One of the highly encouraging outcomes of this study is that the segmentation accuracy for subfields CA1 and DG is comparable to some of the best results published for whole-hippocampus automatic segmentation. There is a wide range of variability in whole-hippocampus segmentation results reported in the literature. ((Colollins and Pruessner, 2009), Table 1) give a comprehensive listing of automatic segmentation results reported in the last ten years. Dice overlap between automatic and manual segmentation in this listing ranges between 0.75 for older methods to 0.87 in the very recent papers. (Collins and Pruessner, 2009) report whole hippocampus segmentation accuracy of 0.89 for their own technique, which they evaluate against manual segmentation in young normal controls. By contrast, we report Dice overlap of 0.873 in DG and 0.875 in CA1 in a cohort that combines older healthy adults and older adults with cognitive complaints and MCI. In other words, our results suggest that automatic segmentation of CA1 and DG in T2-weighted MRI may be just as reliable as automatic segmentation of the whole hippocampus in routine 1mm3 T1-weighted MRI. This is potentially a very significant finding, given the important role that hippocampal volume plays as a biomarker for neurodegenerative diseases (Dickerson and Sperling, 2005). Although future validation is necessary, our results suggest that biomarkers derived from automatic HF subfield segmentation may prove just as sensitive as biomarkers derived from whole hippocampal volume, while providing additional anatomical specificity.
Methodological Innovation
The MASV component of our approach constitutes a framework that leverages, with modifications, existing methodology that has proved highly effective in prior evaluation. For example, registration within MASV uses SyN, an algorithm that ranked among the top two deformable registration algorithms with open-source implementations in a large-scale evaluation study by (Klein et al., 2009). The overall MASV strategy is derived from published multi-atlas segmentation approaches that have proved highly successful at improving segmentation accuracy in various applications (Rohlfing et al., 2004; Klein and Hirsch, 2005; Chou et al., 2008; Aljabar et al., 2009; Artaechevarria et al., 2009; Collins and Pruessner, 2009). However, our implementation of voxel-wise similarity-weighted voting in unique in its use of rank-based weighting, as opposed to weighting based on the value of the metric, proposed by (Artaechevarria et al., 2009). Our motivation for using this type of voting is based on qualitative observation of SyN registration performance in T2-weighted data. We have found that in this data, the cross-correlation similarity metric leads to better pairwise registration than intensity difference or mutual information metrics. We have also observed that pairwise SyN registration often performs well in some regions of the image and performs poorly in other regions; this is exacerbated by the presence in these images of cysts, whose number, size and position varies from subject to subject. This regional variability in registration quality led us to adopt a voxel-wise voting scheme, which also leads to improved segmentation quality in (Artaechevarria et al., 2009), albeit in conjunction with the mean square intensity difference metric.

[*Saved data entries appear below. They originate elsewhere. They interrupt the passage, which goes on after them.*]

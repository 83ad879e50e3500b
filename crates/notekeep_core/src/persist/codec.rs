//! JSON wire format for note collections.
//!
//! Payload shape: a JSON array of flat objects with `id`, `title`,
//! `content`, `createdAt` and `updatedAt` (RFC 3339). No version field.

use super::PersistResult;
use crate::model::note::{Note, NoteId};
use std::collections::{HashMap, HashSet};

/// Encodes notes in collection order.
pub fn encode_notes(notes: &[Note]) -> PersistResult<String> {
    Ok(serde_json::to_string_pretty(notes)?)
}

/// Decodes a stored payload. Blank payloads decode as an empty collection.
///
/// Every record is validated; one bad record fails the whole payload.
pub fn decode_notes(payload: &str) -> PersistResult<Vec<Note>> {
    if payload.trim().is_empty() {
        return Ok(Vec::new());
    }
    Ok(serde_json::from_str(payload)?)
}

/// Combines stored notes with the live collection.
///
/// Stored order is kept; a live note replaces the stored note with the same
/// id, and live notes the backend has never seen are appended. Stored notes
/// whose id is in `removed` are dropped. Duplicate ids keep their first
/// occurrence.
pub fn merge_for_save(stored: Vec<Note>, live: &[Note], removed: &HashSet<NoteId>) -> Vec<Note> {
    let live_by_id: HashMap<&str, &Note> = live.iter().map(|note| (note.id(), note)).collect();
    let mut seen: HashSet<String> = HashSet::with_capacity(stored.len() + live.len());
    let mut merged = Vec::with_capacity(stored.len() + live.len());

    for note in stored {
        if removed.contains(note.id()) || !seen.insert(note.id().to_string()) {
            continue;
        }
        match live_by_id.get(note.id()) {
            Some(current) => merged.push((*current).clone()),
            None => merged.push(note),
        }
    }
    for note in live {
        if seen.insert(note.id().to_string()) {
            merged.push(note.clone());
        }
    }

    merged
}
//! Undo/redo log entries.
//!
//! # Invariants
//! - An action always carries a full note snapshot, so replay never needs
//!   to consult the live collection for field values.

use crate::model::note::Note;
use std::fmt::{Display, Formatter};

/// One recorded store mutation.
#[derive(Debug, Clone, PartialEq, Eq)]
pub enum Action {
    /// A note was appended to the collection.
    AddNote { note: Note },
    /// A note was removed from `index`.
    DeleteNote { note: Note, index: usize },
}

/// Payload-free discriminant of [`Action`], used in notices and logs.
#[derive(Debug, Clone, Copy, PartialEq, Eq)]
pub enum ActionKind {
    AddNote,
    DeleteNote,
}

impl Action {
    pub fn kind(&self) -> ActionKind {
        match self {
            Self::AddNote { .. } => ActionKind::AddNote,
            Self::DeleteNote { .. } => ActionKind::DeleteNote,
        }
    }

    pub fn note(&self) -> &Note {
        match self {
            Self::AddNote { note } | Self::DeleteNote { note, .. } => note,
        }
    }
}

impl ActionKind {
    pub fn as_str(self) -> &'static str {
        match self {
            Self::AddNote => "add_note",
            Self::DeleteNote => "delete_note",
        }
    }
}

impl Display for ActionKind {
    fn fmt(&self, f: &mut Formatter<'_>) -> std::fmt::Result {
        f.write_str(self.as_str())
    }
}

The bias correction component of our framework is more novel. Although this scheme is related to the work of (Morra et al., 2009b), who used AdaBoost for automatic whole hippocampus segmentation, we believe it to be a unique and significant methodological contribution that allows the performance of virtually any automatic segmentation technique to be improved by training a classifier to recognize and correct its mistakes. However, this technique is not the primary focus of this paper. A parallel paper that evaluates this approach in a variety of datasets is presently in submission.
In summary, the main methodological novelty of this paper lies in the way that it combines existing and new techniques to solve the problem of HF subfield segmentation in focal T2-weighted MRI, which to our knowledge has not been addressed previously.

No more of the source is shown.